◆ **THE PROBLEM**
The expected answer comprises all lines from the entries that contain the string "assigned".

◇ ◇ ◇ ◇ ◇

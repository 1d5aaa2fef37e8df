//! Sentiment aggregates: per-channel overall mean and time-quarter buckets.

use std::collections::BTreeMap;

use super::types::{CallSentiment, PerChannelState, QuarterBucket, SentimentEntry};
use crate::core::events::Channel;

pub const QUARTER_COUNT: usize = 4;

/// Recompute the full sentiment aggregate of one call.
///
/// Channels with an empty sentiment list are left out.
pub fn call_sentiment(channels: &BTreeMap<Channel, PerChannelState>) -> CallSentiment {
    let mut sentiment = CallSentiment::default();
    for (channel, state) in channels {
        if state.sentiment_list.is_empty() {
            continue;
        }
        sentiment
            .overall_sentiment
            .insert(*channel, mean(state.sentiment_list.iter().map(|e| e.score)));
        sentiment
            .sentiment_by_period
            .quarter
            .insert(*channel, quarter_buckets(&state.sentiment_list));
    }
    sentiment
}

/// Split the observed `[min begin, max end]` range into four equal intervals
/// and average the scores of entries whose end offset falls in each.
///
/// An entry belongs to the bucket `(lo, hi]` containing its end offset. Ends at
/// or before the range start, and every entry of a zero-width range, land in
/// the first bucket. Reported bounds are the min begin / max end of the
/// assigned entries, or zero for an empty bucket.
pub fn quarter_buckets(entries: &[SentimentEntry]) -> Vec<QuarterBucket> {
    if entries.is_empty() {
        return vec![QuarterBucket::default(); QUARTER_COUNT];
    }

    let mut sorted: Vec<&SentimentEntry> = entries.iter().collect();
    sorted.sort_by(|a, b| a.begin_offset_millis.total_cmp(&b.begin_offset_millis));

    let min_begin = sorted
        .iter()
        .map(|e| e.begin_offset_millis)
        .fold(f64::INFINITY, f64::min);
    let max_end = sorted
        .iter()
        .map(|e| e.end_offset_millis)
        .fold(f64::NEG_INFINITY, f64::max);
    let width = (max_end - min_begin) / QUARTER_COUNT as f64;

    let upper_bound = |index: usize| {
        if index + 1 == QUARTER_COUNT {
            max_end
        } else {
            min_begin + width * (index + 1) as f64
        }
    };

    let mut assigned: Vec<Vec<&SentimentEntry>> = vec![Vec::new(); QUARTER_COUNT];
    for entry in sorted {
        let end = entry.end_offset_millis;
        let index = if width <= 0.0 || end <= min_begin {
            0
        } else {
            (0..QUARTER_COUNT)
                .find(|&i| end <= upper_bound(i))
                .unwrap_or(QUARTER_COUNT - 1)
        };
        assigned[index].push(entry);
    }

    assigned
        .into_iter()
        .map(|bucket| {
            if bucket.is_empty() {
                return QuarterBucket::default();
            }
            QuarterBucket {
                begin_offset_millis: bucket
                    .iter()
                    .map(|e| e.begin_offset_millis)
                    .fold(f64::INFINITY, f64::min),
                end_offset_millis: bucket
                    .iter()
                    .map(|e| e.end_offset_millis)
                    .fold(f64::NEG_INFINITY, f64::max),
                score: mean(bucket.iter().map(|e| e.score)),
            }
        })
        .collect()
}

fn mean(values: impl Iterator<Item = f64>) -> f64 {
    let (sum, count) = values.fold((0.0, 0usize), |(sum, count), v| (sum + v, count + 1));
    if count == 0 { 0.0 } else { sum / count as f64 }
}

◇ ◇ ◇ ◇ ◇

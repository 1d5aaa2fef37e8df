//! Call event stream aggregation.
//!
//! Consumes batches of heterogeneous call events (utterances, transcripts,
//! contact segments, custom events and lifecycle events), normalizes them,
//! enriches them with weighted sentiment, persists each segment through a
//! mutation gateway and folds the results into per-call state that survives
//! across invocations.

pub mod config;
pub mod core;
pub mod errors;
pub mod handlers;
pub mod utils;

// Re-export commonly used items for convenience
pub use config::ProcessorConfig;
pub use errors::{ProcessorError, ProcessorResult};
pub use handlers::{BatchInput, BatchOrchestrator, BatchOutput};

◇ ◇ ◇ ◇ ◇

◆ **REPLY**
/// assigned entries, or zero for an empty bucket.
    let mut assigned: Vec<Vec<&SentimentEntry>> = vec![Vec::new(); QUARTER_COUNT];
        assigned[index].push(entry);
    assigned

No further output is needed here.